Habían pasado solo 11 días de enero y en Colombia ya se registraban dos masacres. En todo 2021 han sido 94 con más de 300 víctimas. La última ocurrió la noche del 26 de diciembre en Casanare, en el oriente del país. Tres campesinos, miembros de una misma familia, fueron baleados cerca de su vivienda. Apenas unas horas antes, en una región cercana, otra matanza dejaba un saldo de cuatro heridos y tres muertos. La tarde anterior, el 25, un grupo armado irrumpió en un resguardo indígena del Putumayo y asesinó a siete personas. La comunidad reporta que hay otras tantas desaparecidas y que 35 familias fueron obligadas a desplazarse. A cinco años del acuerdo con las FARC, en Colombia todavía no se vive en paz.
Desde la firma, en 2016, se han salvado entre 4.000 y 6.000 vidas de exguerrilleros, fuerza pública y civiles, según Cerac, un centro de investigación sobre conflicto que monitorea los hechos de violencia en el país. Cerca de 13.000 guerrilleros se desmovilizaron y se reincorporan a la vida civil. El acuerdo ha funcionado, pero no del todo porque su implementación ha sido incompleta. “Hay un aumento en indicadores de violencia como masacres, homicidios, desplazamiento forzado, que se pueden explicar por una combinación de factores: una mala política de seguridad del Gobierno, lentitud en la implementación del acuerdo de paz y la pandemia, que le dio una oportunidad a los grupos armados de expandirse”, señala Juan Pappier, investigador de Human Rights Watch (HRW) para América. “2021 probablemente será el año con la mayor tasa de homicidios por cada 100.000 habitantes en Colombia desde 2014″, ha alertado Pappier en los últimos días. Según el ministerio de Defensa, hasta noviembre pasado hubo 12.787 homicidios. Desde hace siete años no había una cifra parecida. En 2014, la más cercana, fue de 12.060.

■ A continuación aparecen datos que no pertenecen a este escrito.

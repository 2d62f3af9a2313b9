//! Source adapters and fetch plumbing.

pub mod compiled;
pub mod fred;
pub mod http;
pub mod provider;
pub mod yahoo;

#[cfg(test)]
mod test_server;

pub use compiled::CompiledSource;
pub use fred::FredSource;
pub use http::HttpSettings;
pub use provider::{
    FetchProgress, LogProgress, NoProgress, RawDate, RawRecord, RawSeries, RawValue,
    SourceAdapter, SourceError,
};
pub use yahoo::YahooChartSource;

use crate::domain::{DateRange, SeriesMeta};
use crate::normalize::Normalized;

/// Fetch one series and run it through the adapter's normalizer.
pub fn fetch_series(
    adapter: &dyn SourceAdapter,
    meta: SeriesMeta,
    range: DateRange,
) -> Result<Normalized, SourceError> {
    let raw = adapter.fetch(&meta.key, range)?;
    adapter.normalizer().normalize(meta, raw)
}
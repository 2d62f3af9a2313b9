//! Full outer join of date-keyed tables.
//!
//! Every date seen in any input survives. Where an input has no row for a
//! date, its columns are absent on that row; nothing is interpolated or
//! zero-filled.

use crate::domain::Series;
use crate::table::{Cell, Row, Table, TableError};
use chrono::NaiveDate;
use std::collections::{BTreeMap, HashSet};

/// Outer-join `tables` on date.
///
/// Inputs must each have unique dates and must not share a column name.
/// Output columns are first-seen in input order; rows ascend by date.
pub fn outer_join(tables: &[Table]) -> Result<Table, TableError> {
    let mut columns: Vec<String> = Vec::new();
    let mut offsets = Vec::with_capacity(tables.len());
    let mut seen: HashSet<&str> = HashSet::new();
    for t in tables {
        offsets.push(columns.len());
        for c in t.columns() {
            if !seen.insert(c.as_str()) {
                return Err(TableError::DuplicateColumn { column: c.clone() });
            }
            columns.push(c.clone());
        }
    }

    let width = columns.len();
    let mut rows: BTreeMap<NaiveDate, Vec<Option<Cell>>> = BTreeMap::new();
    for (t, &offset) in tables.iter().zip(&offsets) {
        let mut dates = HashSet::with_capacity(t.len());
        for row in t.rows() {
            if !dates.insert(row.date) {
                return Err(TableError::DuplicateDate { date: row.date });
            }
            let slot = rows.entry(row.date).or_insert_with(|| vec![None; width]);
            for (i, cell) in row.cells.iter().enumerate() {
                slot[offset + i] = cell.clone();
            }
        }
    }

    let mut merged = Table::new(columns)?;
    for (date, cells) in rows {
        merged.push_row(Row::new(date, cells))?;
    }
    Ok(merged)
}

/// Convert each series to a table with `rename(series, field)` column names, then outer-join.
///
/// Series are joined in the order given; callers sort by key first when they
/// need a reproducible column order.
pub fn merge_series(
    series: &[Series],
    rename: impl Fn(&Series, &str) -> String,
) -> Result<Table, TableError> {
    let tables = series
        .iter()
        .map(|s| Table::from_series(s, |field| rename(s, field)))
        .collect::<Result<Vec<_>, _>>()?;
    outer_join(&tables)
}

“El acuerdo de paz tiene un componente claro para enfrentar la violencia de los grupos que se configurarían tras la desmovilización de la guerrilla, pero esto ha sido olvidado por el Gobierno”, agrega el investigador de HRW. Se refiere a los puntos 3 y 4 que hablan de la obligación del Estado de ofrecer garantías para la reincorporación de los desmovilizados, generar una política para enfrentar a otros grupos armados y de cambiar la política de drogas para favorecer a quienes durante décadas han sido afectados por los cultivos ilícitos. Colombia no es igual a la que era antes de 2016, pero la forma en que el Gobierno afronta la criminalidad parece la misma, opina el investigador.
“El panorama era otro. El país vivía un conflicto armado dominado por las FARC, con una estructura e ideología clara. Eso ya no existe, hay al menos 30 disidencias, además de la guerrilla del ELN y otros grupos. Todos, disputándose las economías ilegales ante un Gobierno que no ha entendido que las dinámicas han cambiado”, dice. El presidente Iván Duque ha intentado repetir el discurso de “mano dura” de su mentor Álvaro Uribe, pero golpear las cabezas de las estructuras armadas no ha sido suficiente para parar la guerra. Hace dos meses, el Gobierno celebraba la captura de Dairo Antonio Úsuga, alias Otoniel, como el “golpe más importante de este siglo contra el narcotráfico”. Después el capo, que tenía bajo su mando a unos 3.000 hombres, dijo que había pactado su entrega, algo que el Gobierno ha negado. En las zonas en donde opera el Clan del Golfo, la estructura que lideraba, la violencia no termina.
Ese mismo grupo armado fue el responsable de uno de los desplazamientos masivos más grandes durante este año. En Ituango, en el norte de Antioquia, al menos 4.000 indígenas y campesinos fueron obligados a huir. “Esto responde a unas dinámicas de viejos actores con nuevos nombres, pero con los mismos objetivos que perseguían los grupos en las décadas del 50, 80 y 90: el control y la apropiación del territorio”, explicaba cuando se produjo la noticia la socióloga Nubia Ciro, en una entrevista a la Universidad de Antioquia.
Carlos Medina Gallego, profesor y miembro del Centro de Pensamiento y Seguimiento al Diálogo de Paz de la Universidad Nacional, dice que existe una simulación por parte del Gobierno frente a la implementación del acuerdo. “No hay una verdadera política de paz. El discurso sigue siendo el de la política de seguridad que solo apunta a la guerra”, señala el académico. “El Gobierno no está interesado en cumplir el acuerdo y se ha preocupado más por mostrar una política represiva y hablar de una guerra contra el narcotráfico, que parece solo estar simulando”, apunta Medina Gallego.